5ec43c9 verified 17 days ago

2.39 kB

language:
  - vi
license: mit
library_name: transformers
pipeline_tag: text-classification
base_model: intfloat/multilingual-e5-small
tags:
  - vietnamese
  - custom-code
  - transformers
  - multilingual-e5
  - uni_vsfc
  - uit-vsfc
  - education
  - multitask
  - text-classification

m-e5-small-uit-vsfc-uni

Overview

Vietnamese multi-task text classification model for student feedback.
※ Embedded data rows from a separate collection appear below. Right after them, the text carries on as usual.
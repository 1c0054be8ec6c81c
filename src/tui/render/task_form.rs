use ratatui::Frame;
use ratatui::layout::Rect;
use ratatui::style::{Modifier, Style};
use ratatui::text::{Line, Span};
use ratatui::widgets::{Block, Borders, Clear, Paragraph};

use crate::tui::app::{App, FormField};
use crate::tui::layout::{CANCEL_BUTTON, SAVE_BUTTON, form_buttons, form_rect};

const FIELD_LABEL_W: usize = 8;
const ICON_HINT: &str = "ícones: tooth, coffee, book, bed, dumbbell…";

/// Render the add-task modal over the routine
pub fn render_task_form(frame: &mut Frame, app: &App, area: Rect) {
    let form_area = form_rect(area);
    frame.render_widget(Clear, form_area);

    let bg = app.theme.background;
    let form = &app.form;
    let label_style = Style::default().fg(app.theme.text).bg(bg);
    let value_style = Style::default().fg(app.theme.text_bright).bg(bg);
    let focus_label_style = Style::default()
        .fg(app.theme.highlight)
        .bg(bg)
        .add_modifier(app.theme.emphasis());
    let cursor_style = Style::default().fg(app.theme.highlight).bg(bg);

    let field_line = |field: FormField, label: &str, value: &str| -> Line<'static> {
        let focused = form.focus == field;
        let mut spans = vec![
            Span::styled(" ", label_style),
            Span::styled(
                format!("{:<width$}", label, width = FIELD_LABEL_W),
                if focused {
                    focus_label_style
                } else {
                    label_style
                },
            ),
            Span::styled(value.to_string(), value_style),
        ];
        if focused {
            spans.push(Span::styled("\u{258C}", cursor_style)); // ▌ cursor
        }
        Line::from(spans)
    };

    let mut lines = vec![
        field_line(FormField::Name, "Nome:", &form.name),
        field_line(FormField::Icon, "Ícone:", &form.icon),
        field_line(FormField::Points, "Pontos:", &form.points),
        Line::from(""),
    ];

    // Validation error replaces the icon hint
    lines.push(match &form.error {
        Some(err) => Line::from(Span::styled(
            format!(" {}", err),
            Style::default().fg(app.theme.red).bg(bg),
        )),
        None => Line::from(Span::styled(
            format!(" {}", ICON_HINT),
            Style::default().fg(app.theme.dim).bg(bg),
        )),
    });
    lines.push(Line::from(""));

    // Buttons, placed where mouse hit-testing expects them
    let buttons = form_buttons(form_area);
    let inner_x = form_area.x + 1;
    let button_style = |field: FormField| {
        if form.focus == field {
            Style::default()
                .fg(app.theme.background)
                .bg(app.theme.highlight)
                .add_modifier(Modifier::BOLD)
        } else {
            Style::default().fg(app.theme.text_bright).bg(bg)
        }
    };
    let gap = buttons
        .cancel
        .x
        .saturating_sub(buttons.save.x + buttons.save.width);
    lines.push(Line::from(vec![
        Span::styled(
            " ".repeat(buttons.save.x.saturating_sub(inner_x) as usize),
            label_style,
        ),
        Span::styled(SAVE_BUTTON, button_style(FormField::Save)),
        Span::styled(" ".repeat(gap as usize), label_style),
        Span::styled(CANCEL_BUTTON, button_style(FormField::Cancel)),
    ]));

    let block = Block::default()
        .borders(Borders::ALL)
        .title(Span::styled(" Nova tarefa ", focus_label_style))
        .border_style(Style::default().fg(app.theme.border).bg(bg))
        .style(Style::default().bg(bg));

    let paragraph = Paragraph::new(lines)
        .block(block)
        .style(Style::default().bg(bg));
    frame.render_widget(paragraph, form_area);
}

#[cfg(test)]
mod tests {
    use super::super::test_helpers::*;
    use super::*;
    use crate::tui::app::Action;

    fn render_form(app: &App) -> String {
        render_to_string(TERM_W, TERM_H, |frame, area| {
            render_task_form(frame, app, area);
        })
    }

    #[test]
    fn form_shows_fields_and_buttons() {
        let mut app = app_with_tasks(&[]);
        app.dispatch(Action::OpenForm);
        let output = render_form(&app);
        assert!(output.contains("Nova tarefa"));
        assert!(output.contains("Nome:"));
        assert!(output.contains("Ícone:"));
        assert!(output.contains("Pontos:"));
        assert!(output.contains("[ Salvar ]  [ Cancelar ]"));
    }

    #[test]
    fn typed_text_and_cursor_on_focused_field() {
        let mut app = app_with_tasks(&[]);
        app.dispatch(Action::OpenForm);
        for c in "Ler".chars() {
            app.dispatch(Action::FormInput(c));
        }
        let output = render_form(&app);
        assert!(output.contains("Ler\u{258C}"));
    }

    #[test]
    fn buttons_land_on_hit_test_rects() {
        let mut app = app_with_tasks(&[]);
        app.dispatch(Action::OpenForm);
        let output = render_form(&app);
        let form = form_rect(Rect::new(0, 0, TERM_W, TERM_H));
        let buttons = form_buttons(form);
        let row = output.lines().nth(buttons.cancel.y as usize).unwrap_or("");
        let col = row
            .chars()
            .position(|c| c == '[')
            .map(|i| i as u16);
        assert_eq!(col, Some(buttons.save.x));
    }

    #[test]
    fn validation_error_is_shown() {
        let mut app = app_with_tasks(&[]);
        app.dispatch(Action::OpenForm);
        app.dispatch(Action::SubmitForm);
        let output = render_form(&app);
        assert!(output.contains(&crate::ops::form::FormError::EmptyName.to_string()));
        assert!(!output.contains("ícones:"));
    }
}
The model jointly predicts sentiment and topic labels from a single sentence.

Model Details

Base model: intfloat/multilingual-e5-small
Architecture: uni_vsfc
Checkpoint source: uit-vsfc-uni-e5-small-best.pt
Sequence length used during training/inference pipeline: 256
Tasks: sentiment, topic

Label Schema

sentiment: 0 = negative, 1 = neutral, 2 = positive
topic: 0 = lecturer, 1 = training_program, 2 = facility, 3 = others

Task Heads

sentiment: 3 classes
topic: 4 classes

Dataset

Dataset: Vietnamese Students' Feedback Corpus (UIT-VSFC) Vietnamese Students' Feedback Corpus (UIT-VSFC) contains more than 16,000 human-annotated student feedback sentences with sentiment and topic labels.

Data Format

sentence is the input text column.
sentiment is a 3-class label and topic is a 4-class label.

Splits

Train: 11426 samples
Validation: 1583 samples
Test: 3166 samples

Checkpoint Metrics

loss: 0.2894
accuracy: 0.9005

Usage

Load the model with trust_remote_code=True because this repository contains custom modeling code.

from transformers import AutoModelForSequenceClassification, AutoTokenizer

repo_id = "NeoCyber/m-e5-small-uit-vsfc-uni"
tokenizer = AutoTokenizer.from_pretrained(repo_id)
model = AutoModelForSequenceClassification.from_pretrained(
    repo_id,
    trust_remote_code=True,
)

texts = ["slide giáo trình đầy đủ ."]
inputs = tokenizer(texts, return_tensors="pt", truncation=True, padding=True)
outputs = model(**inputs)
predictions = model.decode_predictions(outputs.logits_by_task)
print(predictions)

Notes

The repository includes custom configuration_*.py and modeling_*.py files required by transformers AutoClasses.
outputs.logits_by_task contains one tensor per task, and outputs.logits is the concatenated tensor.